[Stored data]
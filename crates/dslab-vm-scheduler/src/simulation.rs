//! Event-driven simulation of the cluster driven by the scheduler.

use std::cell::RefCell;
use std::path::Path;
use std::rc::Rc;

use indexmap::IndexMap;
use serde::Serialize;
use sugars::{rc, refcell};
use thiserror::Error;

use simcore::log_info;
use simcore::{Simulation, SimulationContext};

use crate::core::cluster_api::ClusterApi;
use crate::core::common::{CpuArch, PowerState, SlaClass};
use crate::core::config::{ConfigError, SimulationConfig};
use crate::core::placement::PlacementStrategy;
use crate::core::scheduler::{Scheduler, SchedulerStats};
use crate::extensions::power_model::{
    LinearPowerModel, DEFAULT_IDLE_POWER, DEFAULT_MAX_POWER, DEFAULT_STANDBY_POWER,
};
use crate::extensions::sim_cluster::SimCluster;
use crate::extensions::workload::{generate_workload, read_trace, TaskSpec, TraceError};

/// Seed of the simulation when no workload seed is configured.
const DEFAULT_SEED: u64 = 123;

/// Failure to set up a simulation.
#[derive(Debug, Error)]
pub enum SimulationError {
    #[error(transparent)]
    Config(#[from] ConfigError),
    #[error(transparent)]
    Trace(#[from] TraceError),
}

/// Final state of a machine.
#[derive(Clone, Debug, Serialize)]
pub struct MachineReport {
    pub name: String,
    pub cpu: CpuArch,
    pub state: PowerState,
    pub energy_consumed: f64,
}

/// Summary of a simulation run.
#[derive(Clone, Debug, Serialize)]
pub struct SimulationReport {
    pub strategy: String,
    pub end_time: f64,
    pub total_energy: f64,
    pub tasks_total: u32,
    pub tasks_completed: u32,
    /// Tasks that were never placed.
    pub tasks_unplaced: u32,
    /// Percentage of completed tasks that met their SLA, by class.
    pub sla_compliance: IndexMap<String, f64>,
    pub scheduler: SchedulerStats,
    pub machines: Vec<MachineReport>,
}

/// Simulation of the in-memory cluster under the scheduler.
///
/// Tasks arrive from a trace or a generated workload. Both the cluster and the scheduler are simulation
/// components: the cluster delivers task arrivals, task and migration completions and periodic checks,
/// the scheduler reacts to them by issuing commands to the cluster.
pub struct ClusterSimulation {
    config: SimulationConfig,
    sim: Simulation,
    cluster: Rc<RefCell<SimCluster>>,
    scheduler: Rc<RefCell<Scheduler>>,
    tasks: Vec<TaskSpec>,
    ctx: SimulationContext,
}

impl ClusterSimulation {
    /// Creates simulation from YAML config file.
    pub fn from_file<P: AsRef<Path>>(path: P) -> Result<Self, SimulationError> {
        Self::new(SimulationConfig::from_file(path)?)
    }

    /// Creates simulation with the workload described in config.
    pub fn new(config: SimulationConfig) -> Result<Self, SimulationError> {
        let tasks = match (&config.trace, &config.workload) {
            (Some(trace), _) => read_trace(trace)?,
            (None, Some(workload)) => generate_workload(workload, &config.machines),
            (None, None) => Vec::new(),
        };
        Ok(Self::with_tasks(config, tasks)?)
    }

    /// Creates simulation with the specified tasks.
    pub fn with_tasks(config: SimulationConfig, tasks: Vec<TaskSpec>) -> Result<Self, ConfigError> {
        let mut sim = Self::create_simulation(&config);
        let cluster = Self::build_cluster(&config, &mut sim);
        let scheduler = Scheduler::new(cluster.clone(), config.scheduler.clone(), &mut sim)?;
        Ok(Self::assemble(config, sim, cluster, scheduler, tasks))
    }

    /// Creates simulation with the specified tasks and a custom placement strategy.
    pub fn with_strategy(config: SimulationConfig, tasks: Vec<TaskSpec>, strategy: Box<dyn PlacementStrategy>) -> Self {
        let mut sim = Self::create_simulation(&config);
        let cluster = Self::build_cluster(&config, &mut sim);
        let scheduler = Scheduler::with_strategy(cluster.clone(), config.scheduler.clone(), strategy, &mut sim);
        Self::assemble(config, sim, cluster, scheduler, tasks)
    }

    fn create_simulation(config: &SimulationConfig) -> Simulation {
        let seed = config.workload.as_ref().map(|w| w.seed).unwrap_or(DEFAULT_SEED);
        Simulation::new(seed)
    }

    fn build_cluster(config: &SimulationConfig, sim: &mut Simulation) -> Rc<RefCell<SimCluster>> {
        let mut cluster = SimCluster::new(
            sim.create_context("cluster"),
            config.scheduler.vm_memory_overhead,
            config.sla_slack.clone(),
        );
        for machine in config.machines.iter() {
            let model = LinearPowerModel::new(
                machine.idle_power.unwrap_or(DEFAULT_IDLE_POWER),
                machine.max_power.unwrap_or(DEFAULT_MAX_POWER),
                machine.standby_power.unwrap_or(DEFAULT_STANDBY_POWER),
            );
            for name in machine.names() {
                cluster.add_machine(&name, machine.cpu, machine.memory, Box::new(model.clone()));
            }
        }
        let cluster = rc!(refcell!(cluster));
        sim.add_handler("cluster", cluster.clone());
        cluster
    }

    fn assemble(
        config: SimulationConfig,
        mut sim: Simulation,
        cluster: Rc<RefCell<SimCluster>>,
        scheduler: Scheduler,
        mut tasks: Vec<TaskSpec>,
    ) -> Self {
        let scheduler = rc!(refcell!(scheduler));
        let scheduler_id = sim.add_handler("scheduler", scheduler.clone());
        cluster
            .borrow_mut()
            .connect_scheduler(scheduler_id, config.network_throughput);
        tasks.sort_by(|a, b| a.arrival.total_cmp(&b.arrival));
        Self {
            ctx: sim.create_context("simulation"),
            config,
            sim,
            cluster,
            scheduler,
            tasks,
        }
    }

    pub fn cluster(&self) -> Rc<RefCell<SimCluster>> {
        self.cluster.clone()
    }

    pub fn scheduler(&self) -> Rc<RefCell<Scheduler>> {
        self.scheduler.clone()
    }

    pub fn time(&self) -> f64 {
        self.sim.time()
    }

    /// Runs the simulation until all work is done or the simulation length is reached.
    pub fn run(&mut self) -> SimulationReport {
        log_info!(
            self.ctx,
            "start simulation with {} machines and {} tasks",
            self.cluster.borrow().machine_count(),
            self.tasks.len()
        );
        self.scheduler.borrow_mut().init();
        {
            let mut cluster = self.cluster.borrow_mut();
            for task in self.tasks.iter() {
                cluster.schedule_task(task.clone());
            }
            cluster.start_periodic_checks(self.config.periodic_check_interval, self.config.simulation_length);
        }

        let length = self.config.simulation_length;
        if length > 0. {
            self.sim.step_until_time(length);
        } else {
            self.sim.step_until_no_events();
        }

        let end_time = self.sim.time();
        self.scheduler.borrow_mut().on_shutdown();
        let report = self.report(end_time);
        log_info!(
            self.ctx,
            "simulation finished: energy {:.3}, {} of {} tasks completed",
            report.total_energy,
            report.tasks_completed,
            report.tasks_total
        );
        report
    }

    fn report(&self, end_time: f64) -> SimulationReport {
        let cluster = self.cluster.borrow();
        let scheduler = self.scheduler.borrow();
        let stats = scheduler.stats().clone();
        let mut sla_compliance = IndexMap::new();
        let mut tasks_completed = 0;
        for sla in SlaClass::ALL {
            sla_compliance.insert(sla.to_string(), cluster.sla_report(sla));
            tasks_completed += cluster.sla_counts(sla).0;
        }
        let machines = (0..cluster.machine_count())
            .map(|m| {
                let info = cluster.machine_info(m);
                MachineReport {
                    name: cluster.machine_name(m).to_string(),
                    cpu: info.cpu,
                    state: info.state,
                    energy_consumed: info.energy_consumed,
                }
            })
            .collect();
        SimulationReport {
            strategy: scheduler.strategy_name().to_string(),
            end_time,
            total_energy: cluster.cluster_energy(),
            tasks_total: self.tasks.len() as u32,
            tasks_completed,
            tasks_unplaced: cluster.unplaced_task_count() as u32,
            sla_compliance,
            scheduler: stats,
            machines,
        }
    }
}
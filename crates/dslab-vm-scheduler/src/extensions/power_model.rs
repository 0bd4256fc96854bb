//! Machine power consumption models.

use dyn_clone::{clone_trait_object, DynClone};

use crate::core::common::PowerState;

/// Power model is a function, which computes the power consumption of a machine
/// based on its power state and current memory utilization.
pub trait PowerModel: DynClone {
    /// Returns the current power consumption of a machine.
    ///
    /// - `state` - machine power state.
    /// - `utilization` - used memory as a fraction of total memory.
    fn get_power(&self, state: PowerState, utilization: f64) -> f64;
}

clone_trait_object!(PowerModel);

pub const DEFAULT_IDLE_POWER: f64 = 100.;
pub const DEFAULT_MAX_POWER: f64 = 250.;
pub const DEFAULT_STANDBY_POWER: f64 = 10.;

/// Linear power model.
///
/// An active machine consumes `idle_power + (max_power - idle_power) * utilization`,
/// a machine in standby consumes `standby_power`.
#[derive(Clone, Debug)]
pub struct LinearPowerModel {
    idle_power: f64,
    max_power: f64,
    standby_power: f64,
}

impl LinearPowerModel {
    pub fn new(idle_power: f64, max_power: f64, standby_power: f64) -> Self {
        Self {
            idle_power,
            max_power,
            standby_power,
        }
    }
}

impl Default for LinearPowerModel {
    fn default() -> Self {
        Self::new(DEFAULT_IDLE_POWER, DEFAULT_MAX_POWER, DEFAULT_STANDBY_POWER)
    }
}

impl PowerModel for LinearPowerModel {
    fn get_power(&self, state: PowerState, utilization: f64) -> f64 {
        match state {
            PowerState::Active => self.idle_power + (self.max_power - self.idle_power) * utilization.clamp(0., 1.),
            PowerState::Standby => self.standby_power,
        }
    }
}
//! Best Fit (existing VMs first) strategy.

use crate::core::cluster_api::{ClusterApi, TaskInfo};
use crate::core::cluster_state::ClusterState;
use crate::core::common::{AdmissionVerdict, MachineId, VmId};
use crate::core::placement::{check_admission, PlacementDecision, PlacementStrategy};

/// Reuses the eligible VM with the fewest running tasks, otherwise creates a VM on the first suitable machine.
///
/// A VM is eligible if it has the required type, is not being migrated and its host passes admission.
/// Ties are broken by the lowest VM ID.
pub struct BestFitExisting;

impl BestFitExisting {
    pub fn new() -> Self {
        Self {}
    }
}

impl PlacementStrategy for BestFitExisting {
    fn name(&self) -> &str {
        "BestFit"
    }

    fn select(
        &mut self,
        task: &TaskInfo,
        vm_memory_overhead: u64,
        state: &mut ClusterState,
        cluster: &dyn ClusterApi,
    ) -> Option<PlacementDecision> {
        let mut best: Option<(VmId, MachineId)> = None;
        let mut min_tasks = usize::MAX;

        for &vm in state.vms() {
            if state.is_migrating(vm) {
                continue;
            }
            let machine = match state.host_of(vm) {
                Some(machine) => machine,
                None => continue,
            };
            let vm_info = cluster.vm_info(vm);
            if vm_info.vm_type != task.required_vm {
                continue;
            }
            if check_admission(&cluster.machine_info(machine), task, vm_memory_overhead) != AdmissionVerdict::Success {
                continue;
            }
            let tasks = vm_info.active_tasks.len();
            let better = match best {
                None => true,
                Some((best_vm, _)) => tasks < min_tasks || (tasks == min_tasks && vm < best_vm),
            };
            if better {
                min_tasks = tasks;
                best = Some((vm, machine));
            }
        }

        if let Some((vm, machine)) = best {
            return Some(PlacementDecision::Existing { vm, machine });
        }

        state
            .machines()
            .iter()
            .copied()
            .find(|&machine| {
                check_admission(&cluster.machine_info(machine), task, vm_memory_overhead) == AdmissionVerdict::Success
            })
            .map(|machine| PlacementDecision::NewVm { machine })
    }
}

ABOUT THIS TASK:
The word to find is "VmId". Copy every line of the data that holds it.

YOUR RESPONSE:
use crate::core::common::{AdmissionVerdict, MachineId, VmId};
        let mut best: Option<(VmId, MachineId)> = None;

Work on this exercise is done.